# About this task
Every line in the records below between the one holding "pub fn line_total(&self)" and the one holding "PartialEq, Eq, Serialize, Deserialize, TS)]", inclusive, is to be set down exactly; all other lines are to be left out.

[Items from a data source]
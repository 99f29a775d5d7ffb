//! # Domain Types
//!
//! Core domain types used throughout Kiosko.
//!
//! ## Type Hierarchy
//! ```text
//! ┌─────────────────────────────────────────────────────────────────────────┐
//! │                         Domain Types                                    │
//! │                                                                         │
//! │  ┌─────────────────┐        ┌─────────────────┐                         │
//! │  │    Material     │◄───────│    Component    │  (weak reference)       │
//! │  │  cost_cents     │        │  quantity (f64) │                         │
//! │  │  unit, stock    │        └────────┬────────┘                         │
//! │  └─────────────────┘                 │ owned by                         │
//! │                             ┌────────▼────────┐      ┌──────────────┐   │
//! │                             │     Product     │─────►│   Variant    │   │
//! │                             │  cost < price   │ owns │  own stock   │   │
//! │                             └────────┬────────┘      └──────────────┘   │
//! │                                      │ snapshot at sale time            │
//! │                             ┌────────▼────────┐      ┌──────────────┐   │
//! │                             │      Sale       │─────►│   SaleLine   │   │
//! │                             │   immutable     │ owns │  profit      │   │
//! │                             └─────────────────┘      └──────────────┘   │
//! └─────────────────────────────────────────────────────────────────────────┘
//! ```
//!
//! Write-side inputs are the `*Draft` structs: `id: None` creates,
//! `id: Some(..)` edits an existing row.

use chrono::{DateTime, Utc};
use serde::{Deserialize, Serialize};
use ts_rs::TS;

use crate::money::Money;

// =============================================================================
// Material
// =============================================================================

/// A raw input consumed by products (fabric, thread, resin...).
#[derive(Debug, Clone, PartialEq, Serialize, Deserialize, TS)]
#[cfg_attr(feature = "sqlx", derive(sqlx::FromRow))]
#[ts(export)]
pub struct Material {
    /// Unique identifier (UUID v4).
    pub id: String,

    /// Display name. Unique by convention only.
    pub name: String,

    /// Cost of one `unit` of this material, in cents.
    pub cost_cents: i64,

    /// Unit-of-measure label ("m", "g", "u").
    pub unit: String,

    /// Quantity on hand, in `unit`s. Edited directly, never decremented by sales.
    pub stock: f64,

    #[ts(as = "String")]
    pub created_at: DateTime<Utc>,

    #[ts(as = "String")]
    pub updated_at: DateTime<Utc>,
}

impl Material {
    /// Returns the unit cost as Money.
    #[inline]
    pub fn cost(&self) -> Money {
        Money::from_cents(self.cost_cents)
    }
}

/// Input for creating or editing a material.
#[derive(Debug, Clone, Serialize, Deserialize, TS)]
#[ts(export)]
pub struct MaterialDraft {
    pub id: Option<String>,
    pub name: String,
    pub cost_cents: i64,
    pub unit: String,
    pub stock: f64,
}

// =============================================================================
// Product
// =============================================================================

/// A sellable catalog entry.
///
/// ## Invariants
/// - `cost_cents < price_cents` (checked on every write)
/// - with components: `cost_cents >= Σ component cost`; the stored cost is
///   overwritten with the live component total whenever a component changes
/// - with variants: stock is tracked per variant and the bare product is not sellable
#[derive(Debug, Clone, PartialEq, Serialize, Deserialize, TS)]
#[cfg_attr(feature = "sqlx", derive(sqlx::FromRow))]
#[ts(export)]
pub struct Product {
    pub id: String,

    pub name: String,

    /// Cost in cents, derived from components when any exist.
    pub cost_cents: i64,

    /// Sale price in cents. Variants share it.
    pub price_cents: i64,

    /// Units on hand when the product has no variants.
    pub stock: i64,

    #[ts(as = "String")]
    pub created_at: DateTime<Utc>,

    #[ts(as = "String")]
    pub updated_at: DateTime<Utc>,

    /// Variants (loaded separately).
    #[cfg_attr(feature = "sqlx", sqlx(skip))]
    pub variants: Vec<Variant>,

    /// Bill of materials (loaded separately).
    #[cfg_attr(feature = "sqlx", sqlx(skip))]
    pub components: Vec<BomLine>,
}

impl Product {
    /// Returns the cost as Money.
    #[inline]
    pub fn cost(&self) -> Money {
        Money::from_cents(self.cost_cents)
    }

    /// Returns the sale price as Money.
    #[inline]
    pub fn price(&self) -> Money {
        Money::from_cents(self.price_cents)
    }

    /// Profit on a single unit at the current price and cost.
    #[inline]
    pub fn unit_margin(&self) -> Money {
        self.price() - self.cost()
    }

    /// Whether sales must target a specific variant.
    #[inline]
    pub fn has_variants(&self) -> bool {
        !self.variants.is_empty()
    }

    /// Finds one of this product's variants by ID.
    pub fn variant(&self, variant_id: &str) -> Option<&Variant> {
        self.variants.iter().find(|v| v.id == variant_id)
    }
}

/// Input for creating or editing a product.
///
/// Variants and components are managed through their own operations.
#[derive(Debug, Clone, Serialize, Deserialize, TS)]
#[ts(export)]
pub struct ProductDraft {
    pub id: Option<String>,
    pub name: String,
    pub cost_cents: i64,
    pub price_cents: i64,
    pub stock: i64,
}

// =============================================================================
// Variant
// =============================================================================

/// A named sub-SKU ("Rojo", "XL") with its own stock.
#[derive(Debug, Clone, PartialEq, Serialize, Deserialize, TS)]
#[cfg_attr(feature = "sqlx", derive(sqlx::FromRow))]
#[ts(export)]
pub struct Variant {
    pub id: String,
    /// Owning product (exclusive).
    pub product_id: String,
    pub name: String,
    pub stock: i64,
    #[ts(as = "String")]
    pub created_at: DateTime<Utc>,
    #[ts(as = "String")]
    pub updated_at: DateTime<Utc>,
}

/// Input for creating or editing a variant.
#[derive(Debug, Clone, Serialize, Deserialize, TS)]
#[ts(export)]
pub struct VariantDraft {
    pub id: Option<String>,
    pub product_id: String,
    pub name: String,
    pub stock: i64,
}

// =============================================================================
// Components
// =============================================================================

/// One bill-of-materials row: the product consumes `quantity` units of a material.
#[derive(Debug, Clone, PartialEq, Serialize, Deserialize, TS)]
#[cfg_attr(feature = "sqlx", derive(sqlx::FromRow))]
#[ts(export)]
pub struct Component {
    pub id: String,
    pub product_id: String,
    pub material_id: String,
    /// Always > 0.
    pub quantity: f64,
    #[ts(as = "String")]
    pub created_at: DateTime<Utc>,
}

/// A component joined with the material it references.
///
/// This is the shape cost computations work on: the material's current
/// cost is read alongside the quantity.
#[derive(Debug, Clone, PartialEq, Serialize, Deserialize, TS)]
#[cfg_attr(feature = "sqlx", derive(sqlx::FromRow))]
#[ts(export)]
pub struct BomLine {
    /// Component ID.
    pub id: String,
    pub product_id: String,
    pub material_id: String,
    pub material_name: String,
    pub unit: String,
    /// Current unit cost of the material.
    pub material_cost_cents: i64,
    pub quantity: f64,
    #[ts(as = "String")]
    pub created_at: DateTime<Utc>,
}

impl BomLine {
    /// Cost this line contributes to the product: `material cost × quantity`,
    /// rounded to cents.
    #[inline]
    pub fn cost(&self) -> Money {
        Money::from_cents(self.material_cost_cents).scale(self.quantity)
    }
}

// =============================================================================
// Sale
// =============================================================================

/// An immutable, completed sale.
///
/// Every figure is a snapshot taken when the sale was recorded; later
/// price or cost changes never touch it.
#[derive(Debug, Clone, PartialEq, Serialize, Deserialize, TS)]
#[cfg_attr(feature = "sqlx", derive(sqlx::FromRow))]
#[ts(export)]
pub struct Sale {
    pub id: String,
    /// When the sale was recorded (`fecha`).
    #[ts(as = "String")]
    pub created_at: DateTime<Utc>,
    /// Σ line quantities.
    pub total_units: i64,
    /// Σ unit price × quantity.
    pub total_cents: i64,
    /// Σ line profit.
    pub profit_cents: i64,
    /// Lines in the order they were added (loaded separately).
    #[cfg_attr(feature = "sqlx", sqlx(skip))]
    pub lines: Vec<SaleLine>,
}

impl Sale {
    #[inline]
    pub fn total(&self) -> Money {
        Money::from_cents(self.total_cents)
    }

    #[inline]
    pub fn profit(&self) -> Money {
        Money::from_cents(self.profit_cents)
    }
}

/// A line item in a sale.
/// Uses snapshot pattern to freeze product data at time of sale.
#[derive(Debug, Clone, PartialEq, Serialize, Deserialize, TS)]
#[cfg_attr(feature = "sqlx", derive(sqlx::FromRow))]
#[ts(export)]
pub struct SaleLine {
    pub id: String,
    pub sale_id: String,
    /// Zero-based position within the sale.
    pub position: i64,
    pub product_id: String,
    pub variant_id: Option<String>,
    /// Product name at time of sale (frozen).
    pub name_snapshot: String,
    /// Variant name at time of sale (frozen).
    pub variant_name_snapshot: Option<String>,
    pub quantity: i64,
    /// Sale price per unit at time of sale (frozen).
    pub unit_price_cents: i64,
    /// Cost per unit at time of sale (frozen).
    pub unit_cost_cents: i64,
    /// (unit price − unit cost) × quantity.
    pub profit_cents: i64,
}

impl SaleLine {
    /// Line total (unit price × quantity).
    #[inline]
    pub fn line_total(&self) -> Money {
        Money::from_cents(self.unit_price_cents).multiply_quantity(self.quantity)
    }
}

/// A request to sell `quantity` units of a product (or one of its variants).
///
/// This is what `record_sale` consumes; prices are looked up at commit time.
#[derive(Debug, Clone, PartialEq, Eq, Serialize, Deserialize, TS)]
#[ts(export)]
pub struct SaleLineRequest {
    pub product_id: String,
    pub variant_id: Option<String>,
    pub quantity: i64,
}

// =============================================================================
// Unit Tests
// =============================================================================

# Written response
    pub fn line_total(&self) -> Money {
        Money::from_cents(self.unit_price_cents).multiply_quantity(self.quantity)
    }
}

/// A request to sell `quantity` units of a product (or one of its variants).
///
/// This is what `record_sale` consumes; prices are looked up at commit time.
#[derive(Debug, Clone, PartialEq, Eq, Serialize, Deserialize, TS)]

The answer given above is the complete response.